LJR: Were you playing music at the time? Like your own?

RH: And what kept me sane during all of this was that I was living in, in Northern Virginia and Washington, DC. Washington is a fantastic city. Every I haven't anyone who knows that, of course with a great music history and yeah, so I started some bands and I would play band music, you know, after work and, you know, gigs and had a great time. I started writing a lot of music. And my poor band mates. I was a tyrant with them probably because that's what I really wanted to do. Right. Our bands weren't any good, but they were super fun and it did keep me kind of involved with music. And after a while, you know, I, I clearly realized that the consulting business wasn't for me.

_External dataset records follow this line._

//! # Snapshot Repository
//!
//! Key-value storage for order snapshots.
//!
//! ## Write Model
//! ```text
//! ┌─────────────────────────────────────────────────────────────────────────┐
//! │  Every change to the open order                                         │
//! │       │                                                                 │
//! │       ▼                                                                 │
//! │  INSERT ... ON CONFLICT(key) DO UPDATE   ← full payload, one statement │
//! │                                                                         │
//! │  First draft save (placeholder id → durable id)                         │
//! │       │                                                                 │
//! │       ▼                                                                 │
//! │  ┌─────────────────────────────────────────────────────────────────┐   │
//! │  │                   SINGLE TRANSACTION                            │   │
//! │  │  1. upsert "order_data_<durable>"                               │   │
//! │  │  2. DELETE "order_data_local-…"                                 │   │
//! │  └─────────────────────────────────────────────────────────────────┘   │
//! │       │                                                                 │
//! │       ▼                                                                 │
//! │  COMMIT ← a crash leaves either the old key or the new one, never both │
//! └─────────────────────────────────────────────────────────────────────────┘
//! ```

use chrono::Utc;
use sqlx::SqlitePool;
use tracing::debug;

use crate::error::{DbError, DbResult};
use tavola_core::OrderId;

const UPSERT_SQL: &str = r#"
    INSERT INTO order_snapshots (key, payload, updated_at)
    VALUES (?, ?, ?)
    ON CONFLICT(key) DO UPDATE SET
        payload = excluded.payload,
        updated_at = excluded.updated_at
"#;

/// Repository for order snapshots.
#[derive(Debug, Clone)]
pub struct SnapshotRepository {
    pool: SqlitePool,
}

impl SnapshotRepository {
    /// Creates a new SnapshotRepository.
    pub fn new(pool: SqlitePool) -> Self {
        SnapshotRepository { pool }
    }

    /// Reads the payload stored under `key`.
    pub async fn get(&self, key: &str) -> DbResult<Option<String>> {
        let payload: Option<String> =
            sqlx::query_scalar("SELECT payload FROM order_snapshots WHERE key = ?")
                .bind(key)
                .fetch_optional(&self.pool)
                .await?;

        debug!(key = %key, found = payload.is_some(), "Snapshot read");
        Ok(payload)
    }

    /// Writes the full payload under `key`, replacing any previous one.
    pub async fn put(&self, key: &str, payload: &str) -> DbResult<()> {
        sqlx::query(UPSERT_SQL)
            .bind(key)
            .bind(payload)
            .bind(Utc::now().to_rfc3339())
            .execute(&self.pool)
            .await?;

        debug!(key = %key, bytes = payload.len(), "Snapshot written");
        Ok(())
    }

    /// Deletes the snapshot under `key`.
    ///
    /// ## Returns
    /// `true` if a row was removed.
    pub async fn delete(&self, key: &str) -> DbResult<bool> {
        let result = sqlx::query("DELETE FROM order_snapshots WHERE key = ?")
            .bind(key)
            .execute(&self.pool)
            .await?;

        debug!(key = %key, removed = result.rows_affected(), "Snapshot deleted");
        Ok(result.rows_affected() > 0)
    }

    /// Moves a snapshot to a new key with a new payload in one transaction.
    pub async fn rekey(&self, old_key: &str, new_key: &str, payload: &str) -> DbResult<()> {
        let mut tx = self
            .pool
            .begin()
            .await
            .map_err(|e| DbError::TransactionFailed(e.to_string()))?;

        sqlx::query(UPSERT_SQL)
            .bind(new_key)
            .bind(payload)
            .bind(Utc::now().to_rfc3339())
            .execute(&mut *tx)
            .await?;

        if old_key != new_key {
            sqlx::query("DELETE FROM order_snapshots WHERE key = ?")
                .bind(old_key)
                .execute(&mut *tx)
                .await?;
        }

        tx.commit()
            .await
            .map_err(|e| DbError::TransactionFailed(e.to_string()))?;

        debug!(old_key = %old_key, new_key = %new_key, "Snapshot re-keyed");
        Ok(())
    }

    /// Number of stored snapshots.
    pub async fn count(&self) -> DbResult<i64> {
        let count: i64 = sqlx::query_scalar("SELECT COUNT(*) FROM order_snapshots")
            .fetch_one(&self.pool)
            .await?;
        Ok(count)
    }

    /// Ids of all orders stored under `prefix`, most recently written first.
    ///
    /// ## Usage
    /// Lets the terminal offer drafts left behind by a failed exit save.
    pub async fn order_ids(&self, prefix: &str) -> DbResult<Vec<OrderId>> {
        // substr instead of LIKE: '_' in the prefix is a LIKE wildcard
        let keys: Vec<String> = sqlx::query_scalar(
            "SELECT key FROM order_snapshots WHERE substr(key, 1, length(?)) = ? ORDER BY updated_at DESC",
        )
        .bind(prefix)
        .bind(prefix)
        .fetch_all(&self.pool)
        .await?;

        Ok(keys
            .iter()
            .filter_map(|key| key.strip_prefix(prefix))
            .map(OrderId::parse)
            .collect())
    }
}

// =============================================================================
// Unit Tests
// =============================================================================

And at that time I had friends at the company, the Motley Fool. And in the late nineties, they were this, this super hip, you know, post startup in old town, Alexandria, you know, Koosh balls in the office and video games and free coffee and all those things that seem, you know, so startup-y and great at the time. And so I said to myself, well, if there was ever a job like this that I want to do, this would be the place. So I went there and it was super fun. You know, he was all those things. It was the greatest group of people and young and energetic, and we played games and we drank coffee. And, you know, I learned how to write software, which was great. I had transitioned into this more of a technical role. And at that time in the learned on the job. So creatively, the technology for those kinds of jobs was really interesting to me until I learned how to do it. 

LJR: So when you, when you were learning how to do it, and it was it, you didn't get it at school, it was like, I just don't get it. Now you get it, and yet, you're not into it. 

RH: Well, I get it. And then I realize, okay, I got it. Now what?

LJR: Yeah. 

RH: So thankfully around this time I, I had a band that was actually pretty good. Did some recording played a lot of shows, really fun. The kind of music I really enjoy kind of is hard rock, you know, loud screaming, almost metal kind of stuff. Really fun. But at the same time, probably not going to continue the, the stars aligned and made my decisions for me, late nineties, the ad market for internet based companies bottomed out and the Motley Fool was one of those companies who went from making, you know, pennies on an ad show to micro pennies on an ad click and their entire economy collapsed. So the company laid off 120 tech people. I think I made it through the first two rounds of layoffs then got laid off, went to the UK visited some family hung out, strangely got a call from the company. They hired me back after three months. Cause they hadn't needed people to run their servers. I came back, worked for another X number of months. And then they laid everybody off, down to a bare bones, I think eight employees at the time. So at that point I said, you know, this was great. I did it. I did the company that was as perfect for me as it could have been. And you know what, I'm glad it's over. 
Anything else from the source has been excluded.